说到这里,拉乌尔猛地打断了她:“什么?您竟然不知道是怎么回事?克里斯汀娜,克里斯汀娜!您别再做梦了!”

“我没有做梦!我真的不知道是怎么回事。有天晚上,您也曾亲眼看见我从镜中消失,您或许能够解释清楚,而我不能!……我只觉得眼前的镜子突然消失,我回头去找,可是镜子和房间全都没有了……我站在一条阴暗的走廊里……我害怕极了,大声地尖叫……”

“周围一片漆黑,远处透着一道微弱的红光,照在墙角上,那是一个交叉口。我的叫喊在墙与墙之间回荡着,歌声和琴声早已经停止了。突然,黑暗中伸出一只手,抓住了我……像一根冰冷的骨头死死地抓住我的手腕不放,我大声惊叫着。这时,一只手臂扶住我的腰把我抱了起来……我在恐惧之中挣扎着,手指沿着潮湿的墙壁一路划过,却什么也抓不住。而后,我再也不能动弹,以为自己就要因过分恐惧而死。我感觉离那道微弱的红光越来越近。透过光线,我看见自己被一个身被黑大衣,头戴面具的男子双手抱着……我拼命地想挣扎,但是四肢已经僵硬,我想开口大喊,可是一只手突然捂住我的嘴……我感觉那是死神的手!我昏了过去。
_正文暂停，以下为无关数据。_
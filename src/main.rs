use std::path;
use std::process;
use std::time::Instant;

use bytesize::ByteSize;
use clap::ArgEnum;
use env_logger;
use log;

use int_ext_sort::{verify_sorted, ExternalSorterBuilder, RecordGenerator, RECORD_WIDTH};

/// Read buffer size used by the `verify` subcommand.
const VERIFY_BUFFER_SIZE: usize = 4 * 1024 * 1024;

fn main() {
    let arg_parser = build_arg_parser();

    match arg_parser.subcommand() {
        Some(("sort", args)) => run_sort(args),
        Some(("generate", args)) => run_generate(args),
        Some(("verify", args)) => run_verify(args),
        _ => unreachable!("subcommand is required"),
    }
}

fn run_sort(args: &clap::ArgMatches) {
    init_logger(args.value_of_t_or_exit("log_level"));

    let input = path::Path::new(args.value_of("input").expect("value is required"));
    let output = path::Path::new(args.value_of("output").expect("value is required"));
    let memory = parse_memory_budget(args.value_of("memory").expect("value is required"))
        .expect("value is pre-validated");

    let mut sorter_builder = ExternalSorterBuilder::new()
        .with_memory_budget(memory)
        .with_preserve_input(args.is_present("preserve_input"));

    if let Some(tmp_dir) = args.value_of("tmp_dir") {
        sorter_builder = sorter_builder.with_tmp_dir(path::Path::new(tmp_dir));
    }

    let sorter = match sorter_builder.build() {
        Ok(sorter) => sorter,
        Err(err) => {
            log::error!("sorter initialization error: {}", err);
            process::exit(1);
        }
    };

    let started = Instant::now();
    match sorter.sort(input, output) {
        Ok(summary) => log::info!(
            "sorted {} records from {} runs in {:.3}s",
            summary.records,
            summary.runs,
            started.elapsed().as_secs_f64()
        ),
        Err(err) => {
            log::error!("data sorting error: {}", err);
            process::exit(1);
        }
    }
}

fn run_generate(args: &clap::ArgMatches) {
    init_logger(args.value_of_t_or_exit("log_level"));

    let output = path::Path::new(args.value_of("output").expect("value is required"));
    let size = parse_size(args.value_of("size").expect("value is required"));
    let min: i32 = args.value_of_t_or_exit("min");
    let max: i32 = args.value_of_t_or_exit("max");
    let seed: Option<u64> = args.is_present("seed").then(|| args.value_of_t_or_exit("seed"));

    let mut generator = match RecordGenerator::new(min, max) {
        Ok(generator) => generator,
        Err(err) => {
            log::error!("generator initialization error: {}", err);
            process::exit(1);
        }
    };
    if let Some(seed) = seed {
        generator = generator.with_seed(seed);
    }

    let started = Instant::now();
    if let Err(err) = generator.generate(output, size / RECORD_WIDTH as u64) {
        log::error!("data generation error: {}", err);
        process::exit(1);
    }
    log::info!("generated {} in {:.3}s", output.display(), started.elapsed().as_secs_f64());
}

fn run_verify(args: &clap::ArgMatches) {
    init_logger(args.value_of_t_or_exit("log_level"));

    let input = path::Path::new(args.value_of("input").expect("value is required"));

    let started = Instant::now();
    let verification = match verify_sorted(input, VERIFY_BUFFER_SIZE) {
        Ok(verification) => verification,
        Err(err) => {
            log::error!("verification error: {}", err);
            process::exit(1);
        }
    };
    log::info!(
        "checked {} records in {:.3}s",
        verification.records,
        started.elapsed().as_secs_f64()
    );

    if !verification.is_sorted() {
        process::exit(1);
    }
}

fn parse_size(value: &str) -> u64 {
    value.parse::<ByteSize>().expect("value is pre-validated").as_u64()
}

fn parse_memory_budget(value: &str) -> Result<usize, String> {
    let size = value
        .parse::<ByteSize>()
        .map_err(|err| format!("memory budget format incorrect: {}", err))?;

    usize::try_from(size.as_u64()).map_err(|_| format!("memory budget {} exceeds the address space", size))
}

#[derive(Copy, Clone, clap::ArgEnum)]
enum LogLevel {
    Off,
    Error,
    Warn,
    Info,
    Debug,
    Trace,
}

impl LogLevel {
    pub fn possible_values() -> impl Iterator<Item = clap::PossibleValue<'static>> {
        Self::value_variants().iter().filter_map(|v| v.to_possible_value())
    }
}

impl std::str::FromStr for LogLevel {
    type Err = String;

    fn from_str(s: &str) -> Result<Self, Self::Err> {
        <LogLevel as clap::ArgEnum>::from_str(s, false)
    }
}

fn size_arg(name: &'static str, short: char, help: &'static str) -> clap::Arg<'static> {
    clap::Arg::new(name)
        .short(short)
        .long(name)
        .help(help)
        .required(true)
        .takes_value(true)
        .validator(|v| match v.parse::<ByteSize>() {
            Ok(_) => Ok(()),
            Err(err) => Err(format!("size format incorrect: {}", err)),
        })
}

fn log_level_arg() -> clap::Arg<'static> {
    clap::Arg::new("log_level")
        .short('l')
        .long("loglevel")
        .help("logging level")
        .takes_value(true)
        .default_value("info")
        .possible_values(LogLevel::possible_values())
}

fn build_arg_parser() -> clap::ArgMatches {
    clap::App::new("int-ext-sort")
        .about("external merge sort for files of 4-byte big-endian integers")
        .setting(clap::AppSettings::SubcommandRequiredElseHelp)
        .subcommand(
            clap::App::new("sort")
                .about("sort a record file")
                .arg(
                    clap::Arg::new("input")
                        .short('i')
                        .long("input")
                        .help("file to be sorted")
                        .required(true)
                        .takes_value(true),
                )
                .arg(
                    clap::Arg::new("output")
                        .short('o')
                        .long("output")
                        .help("result file")
                        .required(true)
                        .takes_value(true),
                )
                .arg(
                    clap::Arg::new("memory")
                        .short('m')
                        .long("memory")
                        .help("total memory budget")
                        .required(true)
                        .takes_value(true)
                        .validator(parse_memory_budget),
                )
                .arg(
                    clap::Arg::new("preserve_input")
                        .short('p')
                        .long("preserve-input")
                        .help("build runs in a scratch copy instead of rewriting the input file"),
                )
                .arg(
                    clap::Arg::new("tmp_dir")
                        .short('d')
                        .long("tmp-dir")
                        .help("directory to be used to store the scratch copy")
                        .takes_value(true),
                )
                .arg(log_level_arg()),
        )
        .subcommand(
            clap::App::new("generate")
                .about("generate a file of random records")
                .arg(
                    clap::Arg::new("output")
                        .short('o')
                        .long("output")
                        .help("file to be generated")
                        .required(true)
                        .takes_value(true),
                )
                .arg(size_arg("size", 's', "file size, rounded down to whole records"))
                .arg(
                    clap::Arg::new("min")
                        .long("min")
                        .help("smallest generated value")
                        .takes_value(true)
                        .allow_hyphen_values(true)
                        .default_value("0"),
                )
                .arg(
                    clap::Arg::new("max")
                        .long("max")
                        .help("upper bound of generated values, exclusive")
                        .takes_value(true)
                        .allow_hyphen_values(true)
                        .default_value("1000"),
                )
                .arg(
                    clap::Arg::new("seed")
                        .long("seed")
                        .help("random generator seed")
                        .takes_value(true),
                )
                .arg(log_level_arg()),
        )
        .subcommand(
            clap::App::new("verify")
                .about("check that a record file is sorted")
                .arg(
                    clap::Arg::new("input")
                        .short('i')
                        .long("input")
                        .help("file to be checked")
                        .required(true)
                        .takes_value(true),
                )
                .arg(log_level_arg()),
        )
        .get_matches()
}

fn init_logger(log_level: LogLevel) {
    env_logger::Builder::new()
        .filter_level(match log_level {
            LogLevel::Off => log::LevelFilter::Off,
            LogLevel::Error => log::LevelFilter::Error,
            LogLevel::Warn => log::LevelFilter::Warn,
            LogLevel::Info => log::LevelFilter::Info,
            LogLevel::Debug => log::LevelFilter::Debug,
            LogLevel::Trace => log::LevelFilter::Trace,
        })
        .format_timestamp_millis()
        .init();
}
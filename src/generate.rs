//! Random record file generator.

use std::fs;
use std::io::prelude::*;
use std::path::Path;

use rand::distributions::{Distribution, Uniform};
use rand::rngs::StdRng;
use rand::SeedableRng;

use crate::record::{self, Record, RECORD_WIDTH};
use crate::sort::SortError;

/// Default generator write buffer size: 1 MiB.
pub const DEFAULT_BUFFER_SIZE: usize = 1024 * 1024;

/// Writes files of uniformly distributed random records.
pub struct RecordGenerator {
    /// Smallest generated value.
    min: Record,
    /// Upper bound of generated values, exclusive.
    max: Record,
    /// Random generator seed. Entropy is used if not set.
    seed: Option<u64>,
    /// Write buffer size in bytes.
    buffer_size: usize,
}

impl RecordGenerator {
    /// Creates a generator of records in `min..max`.
    pub fn new(min: Record, max: Record) -> Result<Self, SortError> {
        if min >= max {
            return Err(SortError::InvalidArgument(format!(
                "empty value range {}..{}",
                min, max
            )));
        }

        return Ok(RecordGenerator {
            min,
            max,
            seed: None,
            buffer_size: DEFAULT_BUFFER_SIZE,
        });
    }

    /// Sets random generator seed making generated files reproducible.
    pub fn with_seed(mut self, seed: u64) -> RecordGenerator {
        self.seed = Some(seed);
        return self;
    }

    /// Sets write buffer size.
    pub fn with_buffer_size(mut self, buffer_size: usize) -> RecordGenerator {
        self.buffer_size = buffer_size;
        return self;
    }

    /// Writes `records` random records to `path`, replacing its previous contents.
    pub fn generate(&self, path: &Path, records: u64) -> Result<(), SortError> {
        let mut rng = match self.seed {
            Some(seed) => StdRng::seed_from_u64(seed),
            None => StdRng::from_entropy(),
        };
        let values = Uniform::new(self.min, self.max);

        let mut file = fs::File::create(path).map_err(|err| SortError::io(path, 0, err))?;
        let mut buffer = vec![0u8; record::align_down(self.buffer_size).max(RECORD_WIDTH)];

        log::info!(
            "generating {} records in range {}..{} into {}",
            records,
            self.min,
            self.max,
            path.display()
        );

        let mut offset = 0;
        let mut remaining = records;
        while remaining > 0 {
            let count = remaining.min((buffer.len() / RECORD_WIDTH) as u64) as usize;
            for i in 0..count {
                record::encode(&mut buffer, i * RECORD_WIDTH, values.sample(&mut rng));
            }

            let len = count * RECORD_WIDTH;
            file.write_all(&buffer[..len])
                .map_err(|err| SortError::io(path, offset, err))?;

            offset += len as u64;
            remaining -= count as u64;
        }

        file.flush().map_err(|err| SortError::io(path, offset, err))?;

        return Ok(());
    }
}

#[cfg(test)]
mod test {
    use std::fs;

    use rstest::*;

    use super::RecordGenerator;
    use crate::sort::SortError;
    use crate::testing::read_records;

    #[fixture]
    fn tmp_dir() -> tempfile::TempDir {
        tempfile::tempdir().unwrap()
    }

    #[rstest]
    #[case(0)]
    #[case(1)]
    #[case(7)]
    #[case(1000)]
    fn test_generate(tmp_dir: tempfile::TempDir, #[case] records: u64) {
        let path = tmp_dir.path().join("random.bin");

        RecordGenerator::new(-10, 10)
            .unwrap()
            .with_buffer_size(12)
            .generate(&path, records)
            .unwrap();

        assert_eq!(fs::metadata(&path).unwrap().len(), records * 4);
        assert!(read_records(&path).iter().all(|v| (-10..10).contains(v)));
    }

    #[rstest]
    fn test_generate_seeded(tmp_dir: tempfile::TempDir) {
        let first = tmp_dir.path().join("first.bin");
        let second = tmp_dir.path().join("second.bin");
        let generator = RecordGenerator::new(0, 1000).unwrap().with_seed(42);

        generator.generate(&first, 500).unwrap();
        generator.with_buffer_size(64).generate(&second, 500).unwrap();

        assert_eq!(fs::read(&first).unwrap(), fs::read(&second).unwrap());
    }

    #[rstest]
    #[case(0, 0)]
    #[case(5, -5)]
    fn test_empty_range(#[case] min: i32, #[case] max: i32) {
        assert!(matches!(RecordGenerator::new(min, max), Err(SortError::InvalidArgument(_))));
    }
}
//! Fixed-width record codec.
//!
//! Records are 4-byte big-endian two's-complement integers stored back to back with
//! no header or separators.

/// Record value type.
pub type Record = i32;

/// Size of one encoded record in bytes.
pub const RECORD_WIDTH: usize = std::mem::size_of::<Record>();

/// Decodes the record starting at `offset`.
///
/// `buffer` must hold at least [`RECORD_WIDTH`] bytes past `offset`.
#[inline]
pub fn decode(buffer: &[u8], offset: usize) -> Record {
    let mut bytes = [0u8; RECORD_WIDTH];
    bytes.copy_from_slice(&buffer[offset..offset + RECORD_WIDTH]);
    Record::from_be_bytes(bytes)
}

/// Encodes `value` into `buffer` starting at `offset`.
#[inline]
pub fn encode(buffer: &mut [u8], offset: usize, value: Record) {
    buffer[offset..offset + RECORD_WIDTH].copy_from_slice(&value.to_be_bytes());
}

/// Rounds a byte count down to a whole number of records.
#[inline]
pub fn align_down(bytes: usize) -> usize {
    bytes - bytes % RECORD_WIDTH
}

/// Returns `true` if a byte length holds a whole number of records.
#[inline]
pub fn is_aligned(bytes: u64) -> bool {
    bytes % RECORD_WIDTH as u64 == 0
}

#[cfg(test)]
mod test {
    use rstest::*;

    use super::{align_down, decode, encode, is_aligned, Record};

    #[rstest]
    #[case(0, [0x00, 0x00, 0x00, 0x00])]
    #[case(1, [0x00, 0x00, 0x00, 0x01])]
    #[case(-1, [0xff, 0xff, 0xff, 0xff])]
    #[case(0x01020304, [0x01, 0x02, 0x03, 0x04])]
    #[case(Record::MIN, [0x80, 0x00, 0x00, 0x00])]
    #[case(Record::MAX, [0x7f, 0xff, 0xff, 0xff])]
    fn test_big_endian_layout(#[case] value: Record, #[case] bytes: [u8; 4]) {
        let mut buffer = vec![0xaa; 6];
        encode(&mut buffer, 1, value);

        assert_eq!(&buffer[1..5], &bytes);
        assert_eq!(buffer[0], 0xaa);
        assert_eq!(buffer[5], 0xaa);
        assert_eq!(decode(&buffer, 1), value);
    }

    #[test]
    fn test_reencode_is_noop() {
        let original: Vec<u8> = (0u8..16).map(|b| b.wrapping_mul(37)).collect();
        let mut buffer = original.clone();

        for offset in (0..buffer.len()).step_by(4) {
            let value = decode(&buffer, offset);
            encode(&mut buffer, offset, value);
        }

        assert_eq!(buffer, original);
    }

    #[test]
    fn test_alignment() {
        assert_eq!(align_down(0), 0);
        assert_eq!(align_down(3), 0);
        assert_eq!(align_down(9), 8);
        assert!(is_aligned(12));
        assert!(!is_aligned(13));
    }
}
“我不知自己昏迷了多久。当我睁开眼,发现和黑衣人仍呆在黑暗中。一盏昏黄的灯摆在地上,映照着一汪泉水,从墙上咕咕地浸出,然后立刻消失在我躺着的那片地面。我头枕着他的膝盖,他仍带着面具,默默地用泉水擦拭着我的太阳穴。但是他的细心照顾却比他刚才的鲁莽更令我感到恐惧。他的双手尽管非常轻柔,仍让我感觉到死神的压力。我无力地推开他的手,气若游丝地问道:‘您是谁?那个声音在哪里?’但是回答我的只有一声叹息。突然,一股热气迎面扑来。在黑暗之中,我模糊地看见黑衣男子身旁有一个白色的影子。他把我抱起来,放在白影身上。我立刻听见一声欢快的嘶鸣,我惊讶不已,低声地喊:‘凯撒!’马匹兴奋地抖了一下。当时,我半躺在马鞍上,我认出那正是《预言家》中的凯撒,平时我对它特别宠爱,常给它糖果吃。但是,一天晚上,据说这匹马不翼而飞,被剧院幽灵偷走了。我一直相信音乐天使的存在,却从未信过幽灵的传说。然而,我当时也不由自主地想自己是否已沦为幽灵的阶下囚。我在心里大声地呼喊着那个声音,祈求他的救助,我永远无法想象那个声音和剧院幽灵竟然是同一个人!您听说过剧院幽灵吗,拉乌尔?”